═══ Excerpted data ═══

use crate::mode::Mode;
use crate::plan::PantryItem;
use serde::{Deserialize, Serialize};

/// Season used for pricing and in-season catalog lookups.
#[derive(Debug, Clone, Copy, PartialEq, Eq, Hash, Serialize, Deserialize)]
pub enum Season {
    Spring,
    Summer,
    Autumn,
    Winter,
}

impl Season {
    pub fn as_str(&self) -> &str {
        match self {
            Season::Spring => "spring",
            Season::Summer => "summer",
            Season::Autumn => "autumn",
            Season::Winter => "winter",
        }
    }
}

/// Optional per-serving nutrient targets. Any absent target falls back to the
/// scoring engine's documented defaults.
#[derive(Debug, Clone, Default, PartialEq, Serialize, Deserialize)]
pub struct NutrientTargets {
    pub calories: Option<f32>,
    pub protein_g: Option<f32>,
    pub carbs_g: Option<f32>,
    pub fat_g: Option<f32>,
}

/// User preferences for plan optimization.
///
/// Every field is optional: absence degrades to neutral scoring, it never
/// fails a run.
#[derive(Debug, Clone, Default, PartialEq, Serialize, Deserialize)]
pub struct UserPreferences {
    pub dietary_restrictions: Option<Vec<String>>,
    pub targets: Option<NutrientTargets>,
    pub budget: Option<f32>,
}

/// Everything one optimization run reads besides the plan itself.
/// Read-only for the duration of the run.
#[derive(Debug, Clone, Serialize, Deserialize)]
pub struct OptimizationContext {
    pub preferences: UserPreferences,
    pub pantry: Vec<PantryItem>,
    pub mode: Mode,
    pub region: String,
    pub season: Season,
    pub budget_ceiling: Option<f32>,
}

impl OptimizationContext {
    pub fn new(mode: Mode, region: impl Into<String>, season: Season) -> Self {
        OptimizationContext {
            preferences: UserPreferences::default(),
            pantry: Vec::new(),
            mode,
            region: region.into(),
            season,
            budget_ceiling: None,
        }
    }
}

═══
═══ Excerpted data ═══

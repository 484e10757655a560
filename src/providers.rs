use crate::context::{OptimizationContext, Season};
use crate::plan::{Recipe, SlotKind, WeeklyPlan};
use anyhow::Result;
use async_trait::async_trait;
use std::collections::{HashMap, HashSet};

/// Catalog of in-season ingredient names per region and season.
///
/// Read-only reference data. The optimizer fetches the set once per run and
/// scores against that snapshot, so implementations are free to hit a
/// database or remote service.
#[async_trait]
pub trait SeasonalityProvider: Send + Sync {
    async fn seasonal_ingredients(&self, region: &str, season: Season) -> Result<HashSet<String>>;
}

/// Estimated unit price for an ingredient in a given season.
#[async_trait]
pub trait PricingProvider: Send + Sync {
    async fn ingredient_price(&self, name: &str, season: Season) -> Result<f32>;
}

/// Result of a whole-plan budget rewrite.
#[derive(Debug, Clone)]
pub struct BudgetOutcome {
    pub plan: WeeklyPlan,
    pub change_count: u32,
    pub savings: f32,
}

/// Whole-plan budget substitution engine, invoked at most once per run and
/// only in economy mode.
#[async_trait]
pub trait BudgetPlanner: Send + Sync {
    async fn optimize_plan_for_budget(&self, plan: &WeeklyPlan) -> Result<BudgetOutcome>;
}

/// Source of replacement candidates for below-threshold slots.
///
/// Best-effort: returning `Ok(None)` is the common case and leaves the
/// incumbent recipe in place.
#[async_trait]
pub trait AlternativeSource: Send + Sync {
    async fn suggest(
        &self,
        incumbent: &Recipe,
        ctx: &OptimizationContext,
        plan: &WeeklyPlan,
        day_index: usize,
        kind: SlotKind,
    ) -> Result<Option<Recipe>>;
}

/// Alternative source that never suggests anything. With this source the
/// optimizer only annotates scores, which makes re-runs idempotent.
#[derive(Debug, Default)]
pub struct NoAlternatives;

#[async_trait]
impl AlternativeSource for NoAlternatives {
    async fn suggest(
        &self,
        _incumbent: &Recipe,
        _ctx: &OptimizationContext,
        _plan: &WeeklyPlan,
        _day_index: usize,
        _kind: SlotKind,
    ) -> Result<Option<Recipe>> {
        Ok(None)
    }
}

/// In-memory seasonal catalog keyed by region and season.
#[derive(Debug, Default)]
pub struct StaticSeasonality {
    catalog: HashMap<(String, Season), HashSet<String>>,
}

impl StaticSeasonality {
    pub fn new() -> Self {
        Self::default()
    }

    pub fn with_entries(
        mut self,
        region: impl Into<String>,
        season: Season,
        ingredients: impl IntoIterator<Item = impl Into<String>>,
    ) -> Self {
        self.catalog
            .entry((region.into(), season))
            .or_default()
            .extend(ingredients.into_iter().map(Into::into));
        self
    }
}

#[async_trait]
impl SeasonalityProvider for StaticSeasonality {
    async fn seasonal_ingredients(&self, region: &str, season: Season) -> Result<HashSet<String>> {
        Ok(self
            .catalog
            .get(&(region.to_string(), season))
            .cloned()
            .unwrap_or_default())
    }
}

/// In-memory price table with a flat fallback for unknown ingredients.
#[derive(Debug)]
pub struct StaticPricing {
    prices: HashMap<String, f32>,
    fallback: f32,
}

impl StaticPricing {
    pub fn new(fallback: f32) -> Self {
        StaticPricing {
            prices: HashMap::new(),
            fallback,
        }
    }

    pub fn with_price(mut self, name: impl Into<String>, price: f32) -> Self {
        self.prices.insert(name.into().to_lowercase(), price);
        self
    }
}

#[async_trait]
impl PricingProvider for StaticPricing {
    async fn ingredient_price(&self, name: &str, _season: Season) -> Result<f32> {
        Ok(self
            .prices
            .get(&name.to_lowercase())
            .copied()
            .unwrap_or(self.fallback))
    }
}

═══
═══ Excerpted data ═══

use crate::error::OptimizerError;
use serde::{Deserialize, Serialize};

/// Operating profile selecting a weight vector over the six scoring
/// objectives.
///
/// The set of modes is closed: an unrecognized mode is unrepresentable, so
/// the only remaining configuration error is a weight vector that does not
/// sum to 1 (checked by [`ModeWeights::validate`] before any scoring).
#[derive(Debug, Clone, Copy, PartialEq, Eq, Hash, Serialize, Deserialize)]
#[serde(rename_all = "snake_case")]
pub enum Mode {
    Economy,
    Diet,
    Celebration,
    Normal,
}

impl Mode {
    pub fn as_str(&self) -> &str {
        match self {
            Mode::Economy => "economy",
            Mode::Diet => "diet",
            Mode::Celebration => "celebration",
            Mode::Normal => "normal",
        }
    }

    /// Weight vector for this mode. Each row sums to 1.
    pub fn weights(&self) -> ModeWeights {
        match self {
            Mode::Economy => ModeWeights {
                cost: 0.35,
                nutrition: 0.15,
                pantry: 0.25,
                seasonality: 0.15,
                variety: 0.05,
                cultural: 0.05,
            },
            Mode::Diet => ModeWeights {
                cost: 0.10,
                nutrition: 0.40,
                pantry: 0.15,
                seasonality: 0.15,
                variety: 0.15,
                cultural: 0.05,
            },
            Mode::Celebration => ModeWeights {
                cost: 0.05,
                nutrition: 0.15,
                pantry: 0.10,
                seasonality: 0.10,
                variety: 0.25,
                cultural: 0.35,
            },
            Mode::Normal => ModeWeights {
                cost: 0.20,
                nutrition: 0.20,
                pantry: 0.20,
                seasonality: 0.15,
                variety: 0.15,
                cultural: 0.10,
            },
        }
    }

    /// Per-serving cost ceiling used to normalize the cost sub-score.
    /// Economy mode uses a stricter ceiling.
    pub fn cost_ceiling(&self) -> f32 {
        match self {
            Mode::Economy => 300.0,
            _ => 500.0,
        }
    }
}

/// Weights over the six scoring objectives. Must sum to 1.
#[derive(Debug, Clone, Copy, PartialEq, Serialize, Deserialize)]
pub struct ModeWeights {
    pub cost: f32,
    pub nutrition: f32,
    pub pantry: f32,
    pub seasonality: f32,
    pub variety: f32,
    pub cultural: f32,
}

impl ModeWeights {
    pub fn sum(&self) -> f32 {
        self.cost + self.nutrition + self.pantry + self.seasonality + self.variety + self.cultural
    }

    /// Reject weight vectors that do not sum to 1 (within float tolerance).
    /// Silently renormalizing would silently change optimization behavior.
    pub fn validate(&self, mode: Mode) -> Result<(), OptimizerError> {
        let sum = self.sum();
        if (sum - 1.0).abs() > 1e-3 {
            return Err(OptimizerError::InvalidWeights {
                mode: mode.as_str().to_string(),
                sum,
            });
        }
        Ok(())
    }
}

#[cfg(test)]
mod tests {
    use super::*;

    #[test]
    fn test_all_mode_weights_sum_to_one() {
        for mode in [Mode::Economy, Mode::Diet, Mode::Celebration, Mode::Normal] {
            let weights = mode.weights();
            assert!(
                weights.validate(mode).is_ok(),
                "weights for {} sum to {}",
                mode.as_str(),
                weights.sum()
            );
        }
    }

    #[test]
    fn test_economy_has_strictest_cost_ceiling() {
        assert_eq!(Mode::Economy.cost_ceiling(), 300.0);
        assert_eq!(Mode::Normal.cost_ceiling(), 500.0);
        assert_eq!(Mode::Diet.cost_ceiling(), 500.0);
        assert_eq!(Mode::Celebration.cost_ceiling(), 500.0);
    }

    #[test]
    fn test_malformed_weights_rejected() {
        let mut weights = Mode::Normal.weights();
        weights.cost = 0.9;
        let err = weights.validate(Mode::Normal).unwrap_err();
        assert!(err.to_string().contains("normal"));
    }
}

═══

Say how many lines of the data above have the string "StaticSeasonality" in them, and write nothing besides that number.

◆ Exercise result
3